Wednesday, February 3

A Year (or Two) in Kenya: Boys and their toys

Scarcity is one of the things that I expected coming in to Nakuru. It was also one of the things I was right about. The kids don't have an awful lot. Most of them keep their clothes, their pens and pencils, their school books, their toothbrushes, their soap, their everything in a metal box that would just barely fit my stereo back in the States. In turn, a good portion of them share their box with at least one other kid. They really only have what they need. They simply don't have the space to keep toys and the other little luxuries.

There are good reasons for this. The first is that we simply don't have the budget to give them everything they ask for. The only clothes we consistently buy them are those required for school. Otherwise we are almost completely dependent on donations from their international sponsors and local churches for their clothes and toys.

The second reason is that toys don't last very long with this group. A few months ago we bought some cheap handheld games and decks of cards as requested by the Children's Office as entertainment. They didn't last the week. Buttons got stuck and cards were lost. Even good quality soccer balls have a maximum lifespan of a month here. Forget about the cheap ones. They spring leaks in a day and are completely useless by the end of the week. Except as hats. We had a checkers board for a week or two. By the end of four days, all of the pieces were broken or lost, and they resorted to using bottle caps. At the end of the week or two, they managed to split the stone board in two.

So the kids make their own toys and own games a lot of the time. They tend to do this with garbage. I appreciate that. It's rubbish. We don't want it anymore. They can break it all they want. I don't, however, so much appreciate the mess they make going through the bins and fire pit.

This the first game I can remember seeing them play. They would lay one stick across a shallow pit, maybe deep enough for half a pinkie finger. Then one child would flip it up with a second stick and hit it on the fall into a crowd of jumping kids. Sometimes one would catch it and cheer. Sometimes no one would catch it and they would cheer. If it landed on the ground, they would flip it end over end, counting until they got back to the pit. Then they would do it all over again. That's all I ever understood of the rules.

Marbles has been especially popular lately.
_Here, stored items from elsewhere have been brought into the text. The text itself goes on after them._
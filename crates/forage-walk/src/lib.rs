//! Random walks on growing lattices.
//!
//! A [`Walker`] starts at the lattice center and moves one axis at a time
//! until a simulated clock passes its end time, counting the sites it
//! discovers. The [`WalkPolicy`] decides how moves are drawn and which
//! lattice probe is used:
//!
//! - plain, drift and memory walks use unit steps and plain probes
//! - jump walks draw step lengths from a [`PowerLaw`] and use jump-aware
//!   growth
//! - percolation walks pre-mark sites and use percolating probes
//!
//! # Example
//!
//! ```
//! use forage_lattice::construct;
//! use forage_walk::{WalkPolicy, Walker};
//! use rand::SeedableRng;
//! use rand_chacha::ChaCha8Rng;
//!
//! let mut lattice = construct(2601, 2, 1000.0, 0.0, 1).unwrap();
//! let mut walker = Walker::new(lattice.center(), 1.0, 0.0).unwrap();
//! let mut rng = ChaCha8Rng::seed_from_u64(1);
//!
//! let outcome = walker
//!     .walk(lattice.as_mut(), &WalkPolicy::Plain, 100.0, &mut rng)
//!     .unwrap();
//! assert!(outcome.discovered >= 1);
//! assert!(outcome.elapsed > 100.0);
//! ```

#![deny(missing_docs)]
#![deny(rustdoc::broken_intra_doc_links)]
#![forbid(unsafe_code)]

pub mod error;
pub mod policy;
pub mod power_law;
pub mod walker;

pub use error::WalkError;
pub use policy::{Move, WalkPolicy};
pub use power_law::PowerLaw;
pub use walker::{WalkOutcome, Walker};
use forage_core::{Coord, LatticeError};
use forage_lattice::{construct, Lattice};
use forage_test_utils::fixtures::{percolating_lattice, smallest_lattice};
use forage_test_utils::{seeded_rng, FailingLattice, MockLattice};
use forage_walk::{PowerLaw, WalkPolicy, Walker};

fn walker_for(lattice: &dyn Lattice, handling_time: f64) -> Walker {
    Walker::new(lattice.center(), 1.0, handling_time).unwrap()
}

// ── Time accounting ─────────────────────────────────────────────

#[test]
fn zero_end_time_probes_the_start_once() {
    let mut lattice = MockLattice::new(2);
    let mut walker = walker_for(&lattice, 0.0);
    let outcome = walker
        .walk(&mut lattice, &WalkPolicy::Plain, 0.0, &mut seeded_rng(1))
        .unwrap();
    assert_eq!(outcome.discovered, 1);
    assert_eq!(outcome.steps, 1);
    assert_eq!(lattice.plain_probes, 1);
    assert!(lattice.is_visited(&Coord::origin(2)));
}

#[test]
fn elapsed_time_is_handling_plus_travel() {
    let mut lattice = MockLattice::new(2).with_spacing(2.0);
    let mut walker = Walker::new(lattice.center(), 4.0, 3.0).unwrap();
    let outcome = walker
        .walk(&mut lattice, &WalkPolicy::Plain, 250.0, &mut seeded_rng(2))
        .unwrap();

    let expected = outcome.discovered as f64 * 3.0 + outcome.steps as f64 * 0.5;
    assert!((outcome.elapsed - expected).abs() < 1e-9);
    assert!(outcome.elapsed > 250.0);
    assert_eq!(lattice.plain_probes, outcome.steps);
    assert_eq!(lattice.visited_count(), outcome.discovered);
}

#[test]
fn handling_time_slows_discovery() {
    let run = |handling| {
        let mut lattice = MockLattice::new(1);
        let mut walker = walker_for(&lattice, handling);
        walker
            .walk(&mut lattice, &WalkPolicy::Plain, 500.0, &mut seeded_rng(3))
            .unwrap()
    };
    let fast = run(0.0);
    let slow = run(5.0);
    assert!(slow.steps < fast.steps);
}

// ── Policies ────────────────────────────────────────────────────

#[test]
fn full_drift_walks_a_straight_line() {
    let mut lattice = MockLattice::new(3);
    let mut walker = walker_for(&lattice, 0.0);
    let outcome = walker
        .walk(
            &mut lattice,
            &WalkPolicy::Drift { p_drift: 1.0 },
            99.0,
            &mut seeded_rng(4),
        )
        .unwrap();
    assert_eq!(outcome.steps, 100);
    assert_eq!(outcome.discovered, 100);
    assert_eq!(walker.position(), &Coord::from([100, 0, 0]));
}

#[test]
fn memory_walk_in_one_dimension_never_revisits() {
    let mut lattice = MockLattice::new(1);
    let mut walker = walker_for(&lattice, 0.0);
    let outcome = walker
        .walk(&mut lattice, &WalkPolicy::Memory, 50.0, &mut seeded_rng(5))
        .unwrap();
    assert_eq!(outcome.discovered, outcome.steps);
}

#[test]
fn jump_walk_uses_jump_probes_and_charges_per_site() {
    let law = PowerLaw::new(2, 2, 1.0).unwrap();
    let mut lattice = MockLattice::new(2);
    let mut walker = walker_for(&lattice, 0.0);
    let outcome = walker
        .walk(
            &mut lattice,
            &WalkPolicy::Jumps { sampler: &law },
            40.0,
            &mut seeded_rng(6),
        )
        .unwrap();
    assert_eq!(lattice.jump_probes, outcome.steps);
    assert_eq!(lattice.plain_probes, 0);
    assert!((outcome.elapsed - 2.0 * outcome.steps as f64).abs() < 1e-9);
    // Every jump lands on an even coordinate.
    assert!(walker.position().as_slice().iter().all(|v| v % 2 == 0));
}

#[test]
fn percolation_walk_percolates_once_then_probes_percolating() {
    let mut lattice = MockLattice::new(2);
    let mut walker = walker_for(&lattice, 0.0);
    let outcome = walker
        .walk(&mut lattice, &WalkPolicy::Percolation, 30.0, &mut seeded_rng(7))
        .unwrap();
    assert_eq!(lattice.initial_percolations, 1);
    assert_eq!(lattice.percolating_probes, outcome.steps);
    assert_eq!(lattice.plain_probes, 0);
}

#[test]
fn pre_marked_start_is_not_discovered() {
    let mut lattice = MockLattice::new(1);
    lattice.preset_visited(Coord::origin(1));
    let mut walker = walker_for(&lattice, 0.0);
    let outcome = walker
        .walk(&mut lattice, &WalkPolicy::Plain, 0.0, &mut seeded_rng(8))
        .unwrap();
    assert_eq!(outcome.discovered, 0);
}

// ── Real lattices ───────────────────────────────────────────────

#[test]
fn walks_are_reproducible_from_the_seed() {
    let run = || {
        let mut lattice = construct(2601, 2, 1000.0, 0.0, 1).unwrap();
        let mut walker = walker_for(lattice.as_ref(), 1.0);
        walker
            .walk(
                lattice.as_mut(),
                &WalkPolicy::Plain,
                2_000.0,
                &mut seeded_rng(11),
            )
            .unwrap()
    };
    assert_eq!(run(), run());
}

#[test]
fn discovered_matches_lattice_visits_in_every_dimension() {
    for dim in 1..=3 {
        let mut lattice = smallest_lattice(dim).unwrap();
        let mut walker = walker_for(lattice.as_ref(), 0.0);
        let mut rng = seeded_rng(dim as u64);
        let outcome = walker
            .walk(lattice.as_mut(), &WalkPolicy::Memory, 5_000.0, &mut rng)
            .unwrap();
        assert_eq!(lattice.visited_count(), outcome.discovered);
        assert!(lattice.capacity() >= 3u64.pow(dim as u32));
    }
}

#[test]
fn long_jumps_grow_real_lattices() {
    let law = PowerLaw::new(1, 5, 1.5).unwrap();
    let mut lattice = construct(27, 3, 100.0, 0.0, 5).unwrap();
    let mut walker = walker_for(lattice.as_ref(), 0.0);
    let outcome = walker
        .walk(
            lattice.as_mut(),
            &WalkPolicy::Jumps { sampler: &law },
            5_000.0,
            &mut seeded_rng(12),
        )
        .unwrap();
    assert!(lattice.capacity() > 27);
    assert_eq!(lattice.visited_count(), outcome.discovered);
    assert!(lattice.peek(walker.position()).unwrap().is_some());
}

#[test]
fn percolated_sites_are_not_counted_as_discoveries() {
    let mut lattice = percolating_lattice(51, 2, 0.5).unwrap();
    let mut walker = walker_for(lattice.as_ref(), 0.0);
    let mut rng = seeded_rng(13);
    let outcome = walker
        .walk(lattice.as_mut(), &WalkPolicy::Percolation, 3_000.0, &mut rng)
        .unwrap();
    assert!(lattice.visited_count() > outcome.discovered);
}

// ── Failure ─────────────────────────────────────────────────────

#[test]
fn lattice_failure_stops_the_walk() {
    let mut lattice = FailingLattice::new(2, 10);
    let mut walker = walker_for(&lattice, 0.0);
    let err = walker
        .walk(&mut lattice, &WalkPolicy::Plain, 1e6, &mut seeded_rng(14))
        .unwrap_err();
    assert!(matches!(err, LatticeError::IndexOverflow { .. }));
    assert!(err.is_fatal());
}
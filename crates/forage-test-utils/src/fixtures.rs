//! Small real lattices for integration tests.
//!
//! - [`smallest_lattice`]: a 3^d cube, the tightest valid geometry.
//! - [`spiral_lattice`]: a 2-D spiral lattice of the given side.
//! - [`base_conversion_lattice`]: forced mixed-radix indexing.
//! - [`percolating_lattice`]: a lattice with a percolation probability.

use forage_core::LatticeError;
use forage_lattice::{Indexing, Lattice, LatticeConfig};

fn cube(side: u64, dimension: usize) -> u64 {
    side.pow(dimension as u32)
}

/// The smallest valid lattice (side 3) with automatic indexing.
pub fn smallest_lattice(dimension: usize) -> Result<Box<dyn Lattice>, LatticeError> {
    LatticeConfig::new(cube(3, dimension), dimension).build()
}

/// 2-D spiral lattice with the given odd side length.
pub fn spiral_lattice(side: u64) -> Result<Box<dyn Lattice>, LatticeError> {
    LatticeConfig::builder()
        .initial_capacity(side * side)
        .dimension(2)
        .indexing(Indexing::Spiral)
        .build()
}

/// Mixed-radix lattice with the given odd side length and growth layers.
pub fn base_conversion_lattice(
    side: u64,
    dimension: usize,
    growth_layers: u64,
) -> Result<Box<dyn Lattice>, LatticeError> {
    LatticeConfig::builder()
        .initial_capacity(cube(side, dimension))
        .dimension(dimension)
        .growth_layers(growth_layers)
        .indexing(Indexing::BaseConversion)
        .build()
}

/// Lattice with automatic indexing and percolation probability `p`.
pub fn percolating_lattice(
    side: u64,
    dimension: usize,
    p: f64,
) -> Result<Box<dyn Lattice>, LatticeError> {
    LatticeConfig::builder()
        .initial_capacity(cube(side, dimension))
        .dimension(dimension)
        .percolation_probability(p)
        .build()
}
I never played it when I was their age, but I only recognize a single variation. Four marbles or so are lined on the ground. A boy about a meter away would pull a finger back, balancing a fifth marble on the tip, and launch it, trying to knock the others out of line. That's about it. Once all the marbles are hit, they line them up and do it again. No one ever seems particularly put out in these games, though. Must be some of those where everyone wins.

Then there are the toys that the youngest, those who lack the dexterity to flick a marble or hand-eye coordination to hit a stick, play with. They make themselves, too.

Beside the chunks of scrap wood, you can see a car in Ben's arms. Yeah, that corn stalk with metal wire pushed through the end and plastic Vaseline caps on either side. That's their car. The boys will push those around for hours. They don't normally have corn stalks on hand, so the shaft is made from metal wire. I don't mind when they pull this wire out of a bin. I do mind when they pull the wire out of the toilet wells.

I've seen pictures and movies of kids playing with these in Victorian London. Never in real life. Until now. Except they don't use sticks. Just their hands. They'll chase around bucket tops as well. Anything round.